If your spare disk is a "hot spare" where it is plugged in and powered up,
yes.

If your spare disk philosophy is "cold spare" where the drive is in a box on a
shelf, probably not.

Hot spares are faster and easier to turn into replacement drives but the "hot
spare" is subject to usage-based (electrical, thermal, and mechanical) failure
modes. For a given drive, the probability of failure is largely proportional
to power-on hours[1].

Cold spares are not accumulating power-on hours so they likely won't fail
while waiting to be used and presumably won't fail for quite some time after
being installed as a replacement.

[1] Intuitively, but hard to prove because of many confounding factors.
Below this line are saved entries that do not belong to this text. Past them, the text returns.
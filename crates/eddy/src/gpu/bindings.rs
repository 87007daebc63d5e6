//! Ping-pong binding table.
//!
//! One shared bind group layout covers every solver stage: three read-write
//! storage images at fixed slots 0, 1 and 2. Two bind groups are prebuilt
//! over it, one per direction the ping-pong can face, and are never rewritten
//! afterwards; steady-state recording only picks which prebuilt group to
//! bind.

use super::fields::{SimulationFields, FIELD_FORMAT};

/// The two role orientations of the state fields.
///
/// `A` binds (field0, field1, composite); `B` binds (field1, field0,
/// composite). Jacobi relaxation alternates between them each iteration.
#[derive(Clone, Copy, Debug, PartialEq, Eq)]
pub enum BindSet {
    A,
    B,
}

pub struct BindingTable {
    layout: wgpu::BindGroupLayout,
    group_a: wgpu::BindGroup,
    group_b: wgpu::BindGroup,
}

impl BindingTable {
    pub fn new(device: &wgpu::Device, fields: &SimulationFields) -> Self {
        // Read-write access on a float4 format leans on adapter-reported
        // format capabilities, enabled through
        // Features::TEXTURE_ADAPTER_SPECIFIC_FORMAT_FEATURES.
        let entries: Vec<wgpu::BindGroupLayoutEntry> = (0..3)
            .map(|binding| wgpu::BindGroupLayoutEntry {
                binding,
                visibility: wgpu::ShaderStages::COMPUTE,
                ty: wgpu::BindingType::StorageTexture {
                    access: wgpu::StorageTextureAccess::ReadWrite,
                    format: FIELD_FORMAT,
                    view_dimension: wgpu::TextureViewDimension::D2,
                },
                count: None,
            })
            .collect();

        let layout = device.create_bind_group_layout(&wgpu::BindGroupLayoutDescriptor {
            label: Some("solver_field_layout"),
            entries: &entries,
        });

        let group_a = Self::build_group(device, &layout, "solver_fields_forward", fields, [0, 1, 2]);
        let group_b = Self::build_group(device, &layout, "solver_fields_reverse", fields, [1, 0, 2]);

        Self {
            layout,
            group_a,
            group_b,
        }
    }

    fn build_group(
        device: &wgpu::Device,
        layout: &wgpu::BindGroupLayout,
        label: &str,
        fields: &SimulationFields,
        field_order: [usize; 3],
    ) -> wgpu::BindGroup {
        let entries: Vec<wgpu::BindGroupEntry> = field_order
            .iter()
            .enumerate()
            .map(|(binding, &field)| wgpu::BindGroupEntry {
                binding: binding as u32,
                resource: wgpu::BindingResource::TextureView(fields.view(field)),
            })
            .collect();

        device.create_bind_group(&wgpu::BindGroupDescriptor {
            label: Some(label),
            layout,
            entries: &entries,
        })
    }

    pub fn layout(&self) -> &wgpu::BindGroupLayout {
        &self.layout
    }

    pub fn group(&self, set: BindSet) -> &wgpu::BindGroup {
        match set {
            BindSet::A => &self.group_a,
            BindSet::B => &self.group_b,
        }
    }
}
Backblaze has the best drive failure rate data that I'm aware of:
[https://www.backblaze.com/b2/hard-drive-test-
data.html](https://www.backblaze.com/b2/hard-drive-test-data.html)

------
IronWolve
I have a few zfs pools mostly for temp space for tape backup. I tried using an
old attached dell storage for ZOL with luns, but ZOL had locking issues. But
pretty much we replace all cheap solaris zfs storage for a mix of
flash/consumer drive nimble.

------
cmurf

        Jul  2 12:51:02 <kern.crit> newcoruscant kernel: ahcich1: AHCI reset: device not ready after 31000ms (tfd = 00000080)
    

Looks like the FreeBSD kernel has a similar configuration as Linux, which is a
command timer of ~30 seconds. If the drive hangs longer, then the whole link
is reset. And the reason why the drive is hanging is lost in that reset.

The likely reason why the drive is hanging, if it's a consumer drive, is it
has very high bad sector recovery time, and can approach 3 minutes. That's
pretty crazy.

Anyway, it's central to any RAID to be able to get a discrete read error from
the drive. And that read error will include the LBA for the bad sector. And
that information is needed to know what data is affected and where to get a
good copy (from mirror or from reconstruction using parity). This is the same
on md raid on Linux, ZFS, Btrfs, and even hardware RAID will depend on it.
There are too many commands in the queue to just assume one of those commands
and therefore one of those requested sectors (which could be thousands) is the
bad sector. A discrete read error with LBA is necessary.

And the link reset prevents that.

On Linux, this is set per drive (this is a Linux SCSI command timer, which
applies to all PATA and SATA drives too, and it is not a drive setting, it's a
kernel setting) timeout:

    
    
        $ cat /sys/block/sda/device/timeout 
        30
    

Ideally the drive supports SCT ERC (that's for SATA, there's a SCSI/SAS
equivalent) and you use 'smartctl -l scterc' to change it to a value less than
the kernel command timer. That way the drive itself gives up faster, and
issues a discrete read error, and now the kernel (and ZFS) can figure out how
to repair the problem.

If the drive doesn't support configurable SCT ERC, you have to raise the
kernel command timer to an obscene level.

    
    
        # echo 180 > /dev/block/sdN/device/timeout
    

And now the kernel will just wait and wait and wait and wait until finally the
drive does give up on recovery and issues a discrete read error, and the
kernel and ZFS can fix it.

The late tl;dr is, this is not a ZFS problem. This is the result of long set
kernel command timers, and a refusal by kernel developers to update them for
the incredibly high (some might say crazy) deep recoveries that consumer
drives use. But here's the thing, macOS and Windows know about these high
recoveries, and tolerate them without doing link resets. And that's why they
eventually recover bad sectors, but the user notices them as performance slow
downs.

And what fixes them? A clean install. And that's because a sector write that
fails due to a bad sector, causes a remap. Which is the same mechanism that
ZFS, Btrfs, md raid, and hardware raid will all depend on. The read error
results in getting good data from a copy (mirror or reconstruction from
parity), the good copy is both sent to the application layer as well as
results in an overwrite command to the sector that had the read error. If that
write fails the drive firmware itself remaps that LBA to a spare sector.

Anyway, this is a misconfiguration, the question is who is to blame for it?
And even that's complicated because the drive doesn't announce its SCT ERC
support or value. You have to poll it. Could the kernel poll for this? I
guess? But should it? Probably not its domain? Is it a distribution question
rather than an upstream kernel question? Perhaps, yes, the distros should use
high command timers by default, and expect sysadmins will reduce them if the
use case requires it.